Но здесь надо сделать важную оговорку. Такое представление о его искусстве могло возникнуть только на основании впечатлений от хорошо видимых скульптур. Посмотрите на копию статуи Диониса, вставленную в надлежащее место близ левого угла фронтона, – и вы поймете, что мое описание не имеет ничего общего с впечатлениями, которыми вынуждены были довольствоваться древние из‐за большой высоты храма и расположения скульптуры в углублении тимпана. Большее, что они видели, – некую фигуру, о которой человек сведущий мог сказать неофиту: тот, чьи ноги ты видишь, – Дионис.

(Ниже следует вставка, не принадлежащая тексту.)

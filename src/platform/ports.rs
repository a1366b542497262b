//! Port traits: the chassis shape platform code is written against.
//!
//! ```text
//!   Chassis ─┬─ all_psus()        ──▶ Psu ── all_fans() ──▶ Fan
//!            ├─ all_fans()        ──▶ Fan
//!            ├─ all_fan_drawers() ──▶ FanDrawer ── all_fans() ──▶ Fan
//!            └─ thermal_manager() ──▶ ThermalManagerRef (a type, not an instance)
//! ```
//!
//! Real platforms and the [`mock`](crate::mock) fixtures implement the
//! same traits, so policy code runs unchanged against either.

use core::any::TypeId;
use core::fmt;

use super::thermal::ThermalManager;

// ───────────────────────────────────────────────────────────────
// Components
// ───────────────────────────────────────────────────────────────

pub trait Fan {
    fn presence(&self) -> bool;

    /// `true` when the fan reports no fault.
    fn status(&self) -> bool;

    /// Commanded speed in percent of full.
    fn target_speed(&self) -> u8;

    fn set_speed(&mut self, speed: u8);

    fn name(&self) -> Option<&str>;
}

pub trait Psu {
    type Fan: Fan;

    fn presence(&self) -> bool;

    fn powergood_status(&self) -> bool;

    fn all_fans(&self) -> &[Self::Fan];

    fn all_fans_mut(&mut self) -> &mut [Self::Fan];
}

pub trait FanDrawer {
    type Fan: Fan;

    fn all_fans(&self) -> &[Self::Fan];

    fn all_fans_mut(&mut self) -> &mut [Self::Fan];
}

// ───────────────────────────────────────────────────────────────
// Chassis
// ───────────────────────────────────────────────────────────────

pub trait Chassis {
    type Fan: Fan;
    type Psu: Psu;
    type FanDrawer: FanDrawer;

    fn all_psus(&self) -> &[Self::Psu];
    fn all_fans(&self) -> &[Self::Fan];
    fn all_fan_drawers(&self) -> &[Self::FanDrawer];

    fn all_psus_mut(&mut self) -> &mut [Self::Psu];
    fn all_fans_mut(&mut self) -> &mut [Self::Fan];
    fn all_fan_drawers_mut(&mut self) -> &mut [Self::FanDrawer];

    /// The thermal manager type this chassis runs under.
    fn thermal_manager(&self) -> ThermalManagerRef;
}

/// Reference to a [`ThermalManager`] type.
#[derive(Clone, Copy, PartialEq, Eq)]
pub struct ThermalManagerRef {
    type_id: TypeId,
    name: &'static str,
}

impl ThermalManagerRef {
    pub fn of<T: ThermalManager + 'static>() -> Self {
        Self {
            type_id: TypeId::of::<T>(),
            name: T::NAME,
        }
    }

    /// Whether this reference names `T`.
    pub fn is<T: ThermalManager + 'static>(&self) -> bool {
        self.type_id == TypeId::of::<T>()
    }

    pub fn name(&self) -> &'static str {
        self.name
    }
}

impl fmt::Debug for ThermalManagerRef {
    fn fmt(&self, f: &mut fmt::Formatter<'_>) -> fmt::Result {
        f.debug_tuple("ThermalManagerRef").field(&self.name).finish()
    }
}
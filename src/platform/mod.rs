//! Chassis capability traits and the thermal policy that consumes them.

pub mod ports;
pub mod thermal;
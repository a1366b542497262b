//! Connection manager.
//!
//! [`Connector::open`] hands out a fully opened [`Connection`]; dropping
//! it closes the socket, so every exit path (normal return, `?`,
//! panic unwind) releases it.
//!
//! ```text
//!  TcpStream ─┬─ read half  ─▶ TBufferedReadTransport  ─▶ TBinaryInputProtocol
//!             ├─ write half ─▶ TBufferedWriteTransport ─▶ TBinaryOutputProtocol
//!             │                                            ─▶ TMultiplexedOutputProtocol
//!             └─ link (closed by Connection)
//! ```
//!
//! The manager client is injected as a type implementing
//! [`ManagerClient`] rather than looked up at runtime.

use core::marker::PhantomData;
use std::io;
use std::net::{TcpStream, ToSocketAddrs};

use log::debug;
use thrift::protocol::{
    TBinaryInputProtocol, TBinaryOutputProtocol, TInputProtocol, TMultiplexedOutputProtocol,
    TOutputProtocol,
};
use thrift::transport::{TBufferedReadTransport, TBufferedWriteTransport, TIoChannel, TTcpChannel};

use crate::config::ClientConfig;
use crate::error::{BindingError, Result, TransportError};

// ───────────────────────────────────────────────────────────────
// Manager client binding
// ───────────────────────────────────────────────────────────────

/// A client stub for one multiplexed service.
pub trait ManagerClient: Sized {
    /// Service name the stub was generated for.
    const SERVICE: &'static str;

    /// Bind the stub to a connected protocol pair.
    fn bind(
        input: Box<dyn TInputProtocol>,
        output: Box<dyn TOutputProtocol>,
    ) -> core::result::Result<Self, BindingError>;
}

// ───────────────────────────────────────────────────────────────
// Connection
// ───────────────────────────────────────────────────────────────

/// The socket under a session. Closing it ends both protocol halves.
pub trait Link {
    fn close(&mut self);
}

impl Link for TTcpChannel {
    fn close(&mut self) {
        if let Err(e) = TTcpChannel::close(self) {
            debug!("CONN | close: {}", e);
        }
    }
}

/// An open connection holding the manager client.
pub struct Connection<C> {
    client: C,
    link: Box<dyn Link>,
    open: bool,
}

impl<C> Connection<C> {
    /// Wrap a client whose session is already connected through `link`.
    pub fn new(client: C, link: impl Link + 'static) -> Self {
        Self {
            client,
            link: Box::new(link),
            open: true,
        }
    }

    /// The manager client.
    pub fn pltfm_mgr(&mut self) -> &mut C {
        &mut self.client
    }

    pub fn is_open(&self) -> bool {
        self.open
    }

    /// Close now instead of at end of scope.
    pub fn close(mut self) {
        self.release();
    }

    fn release(&mut self) {
        if self.open {
            self.open = false;
            self.link.close();
        }
    }
}

impl<C> Drop for Connection<C> {
    fn drop(&mut self) {
        self.release();
    }
}

// ───────────────────────────────────────────────────────────────
// Connector
// ───────────────────────────────────────────────────────────────

/// Opens connections for the retry loop.
pub trait Connector {
    type Client;

    fn open(&self) -> Result<Connection<Self::Client>>;
}

/// Socket connector: TCP → buffered → binary → multiplexed → client.
pub struct ThriftConnector<C> {
    config: ClientConfig,
    _client: PhantomData<fn() -> C>,
}

impl<C: ManagerClient> ThriftConnector<C> {
    pub fn new(config: ClientConfig) -> Self {
        Self {
            config,
            _client: PhantomData,
        }
    }

    /// Connect to the first resolved address that accepts.
    fn connect(&self) -> core::result::Result<TcpStream, TransportError> {
        let addrs = (self.config.host.as_str(), self.config.port)
            .to_socket_addrs()
            .map_err(|e| TransportError::ConnectFailed(e.kind()))?;

        let mut last = io::ErrorKind::AddrNotAvailable;
        for addr in addrs {
            let attempt = match self.config.connect_timeout() {
                Some(timeout) => TcpStream::connect_timeout(&addr, timeout),
                None => TcpStream::connect(addr),
            };
            match attempt {
                Ok(stream) => {
                    stream
                        .set_read_timeout(self.config.read_timeout())
                        .and_then(|()| stream.set_nodelay(true))
                        .map_err(|e| TransportError::ConnectFailed(e.kind()))?;
                    return Ok(stream);
                }
                Err(e) => last = e.kind(),
            }
        }
        Err(TransportError::ConnectFailed(last))
    }
}

impl<C: ManagerClient> Connector for ThriftConnector<C> {
    type Client = C;

    fn open(&self) -> Result<Connection<C>> {
        let service = self.config.service_name.as_str();
        if service != C::SERVICE {
            return Err(BindingError::ServiceMismatch {
                expected: C::SERVICE,
                configured: service.into(),
            }
            .into());
        }

        let stream = self.connect()?;
        let link = TTcpChannel::with_stream(
            stream
                .try_clone()
                .map_err(|e| TransportError::ConnectFailed(e.kind()))?,
        );
        let (read, write) = TTcpChannel::with_stream(stream).split()?;

        let input = TBinaryInputProtocol::new(TBufferedReadTransport::new(read), true);
        let output = TMultiplexedOutputProtocol::new(
            service,
            TBinaryOutputProtocol::new(TBufferedWriteTransport::new(write), true),
        );
        let client = C::bind(Box::new(input), Box::new(output))?;

        debug!(
            "CONN | opened {}:{} ({})",
            self.config.host, self.config.port, C::SERVICE
        );
        Ok(Connection::new(client, link))
    }
}

// ───────────────────────────────────────────────────────────────
// Readiness
// ───────────────────────────────────────────────────────────────

/// Whether the daemon accepts a connection right now.
///
/// One open/close cycle; every failure, whatever its kind, reads as `false`.
pub fn pltfm_mgr_ready<K: Connector>(connector: &K) -> bool {
    match connector.open() {
        Ok(conn) => {
            conn.close();
            true
        }
        Err(e) => {
            debug!("READY | platform manager not reachable: {}", e);
            false
        }
    }
}
//! Thermal policy.
//!
//! A missing or failed cooling component forces every remaining fan to
//! full speed; a healthy chassis is left at its current speed.
//!
//! Evaluation is read-only; [`apply_cooling`] writes the decision back
//! to the fans.

use log::{error, info};

use super::ports::{Chassis, Fan, FanDrawer, Psu};

/// Fan speed forced while any cooling fault is present.
pub const FULL_SPEED_PERCENT: u8 = 100;

#[derive(Debug, Clone, Copy, PartialEq, Eq)]
pub enum CoolingLevel {
    /// No fault: keep the current target speed.
    Normal,
    /// Fault present: run every fan at full speed.
    Full,
}

impl CoolingLevel {
    /// Speed to command, if any.
    pub fn target_speed(self) -> Option<u8> {
        match self {
            Self::Normal => None,
            Self::Full => Some(FULL_SPEED_PERCENT),
        }
    }
}

pub trait ThermalManager {
    const NAME: &'static str;

    fn evaluate<C: Chassis>(chassis: &C) -> CoolingLevel;
}

/// Full speed on any absent/failed fan or absent/unpowered PSU.
pub struct AbsenceThermalManager;

impl ThermalManager for AbsenceThermalManager {
    const NAME: &'static str = "absence";

    fn evaluate<C: Chassis>(chassis: &C) -> CoolingLevel {
        let mut faults = 0usize;

        for (i, fan) in chassis.all_fans().iter().enumerate() {
            faults += fan_fault("chassis", 0, i, fan);
        }
        for (d, drawer) in chassis.all_fan_drawers().iter().enumerate() {
            for (i, fan) in drawer.all_fans().iter().enumerate() {
                faults += fan_fault("drawer", d, i, fan);
            }
        }
        for (p, psu) in chassis.all_psus().iter().enumerate() {
            if !psu.presence() {
                error!("THERMAL | psu {} absent", p);
                faults += 1;
            } else if !psu.powergood_status() {
                error!("THERMAL | psu {} power not good", p);
                faults += 1;
            }
            for (i, fan) in psu.all_fans().iter().enumerate() {
                faults += fan_fault("psu", p, i, fan);
            }
        }

        if faults == 0 {
            CoolingLevel::Normal
        } else {
            CoolingLevel::Full
        }
    }
}

fn fan_fault(location: &str, owner: usize, index: usize, fan: &impl Fan) -> usize {
    let name = fan.name().unwrap_or("?");
    if !fan.presence() {
        error!("THERMAL | {}{} fan {} ({}) absent", location, owner, index, name);
        1
    } else if !fan.status() {
        error!("THERMAL | {}{} fan {} ({}) failed", location, owner, index, name);
        1
    } else {
        0
    }
}

/// Command every present fan to `level`. Returns the number of fans written.
pub fn apply_cooling<C: Chassis>(chassis: &mut C, level: CoolingLevel) -> usize {
    let Some(speed) = level.target_speed() else {
        return 0;
    };

    let mut written = set_present(chassis.all_fans_mut(), speed);
    for drawer in chassis.all_fan_drawers_mut() {
        written += set_present(drawer.all_fans_mut(), speed);
    }
    for psu in chassis.all_psus_mut() {
        written += set_present(psu.all_fans_mut(), speed);
    }

    info!("THERMAL | {} fans set to {}%", written, speed);
    written
}

fn set_present<F: Fan>(fans: &mut [F], speed: u8) -> usize {
    let mut written = 0;
    for fan in fans.iter_mut().filter(|f| f.presence()) {
        fan.set_speed(speed);
        written += 1;
    }
    written
}
//! Platform manager client library.
//!
//! - [`client`]: connect-call-retry wrapper around the `pltfm_mgr_rpc`
//!   service on `localhost:9090`, speaking Thrift binary over a buffered,
//!   multiplexed socket session.
//! - [`platform`]: chassis capability traits and thermal policy.
//! - [`mock`]: in-memory chassis fixtures for tests.

#![deny(unused_must_use)]

pub mod client;
pub mod config;
pub mod error;
pub mod mock;
pub mod platform;

pub use client::PlatformClient;
pub use error::{Error, Result};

Обескураживающее несовпадение впечатлений от скульптуры на положенном ей месте и от нее же как самостоятельного произведения, хорошо экспонированного в музее, – неизбежно. Если бы я хотел реконструировать восприятие Фидиева Диониса самими эллинами, надо было придерживаться первого из этих вариантов. Но я предпочел передать свободное от претензий на аутентичность субъективное переживание. Думаю, что для описания и понимания судьбы Диониса в эллинском искусстве такой подход плодотворнее.


Ил. 12. Агригентский Мастер. Кратер. Ок. 430 г. до н. э. Рим, Национальный музей этрусского искусства (Вилла Джулиа). № 846 (Isler-Kerényi C. Dionysos in Classical Athens. An Understanding through Images. Leiden, Boston. 2015. P. 75, Fig. 38)


Ил. 13. Мастер Диноса. Динос. Ок. 415 г. до н. э. Берлин, Государственные музеи, Античное собрание. № F 2402


В вазописи обнаженный Дионис впервые появился тоже около 430 года до н. э. на аверсе кратера, расписанного Агригентским Мастером и находящегося ныне на вилле Джулиа в Риме, но там Дионис по-прежнему зрелый муж (ил. 12). Эта роспись – удачная (по времени не первая)59 попытка показать, что дело происходит ночью: перед отяжелевшим от вина бородатым Дионисом, откинувшим хитон на руку с тирсом и опирающимся на плечо сатиренка, играющего на авлосе, тихо идет, освещая путь двумя факелами, менада. Мы смотрим ей вослед. Черный фон здесь – не указание на темноту, а сама темнота.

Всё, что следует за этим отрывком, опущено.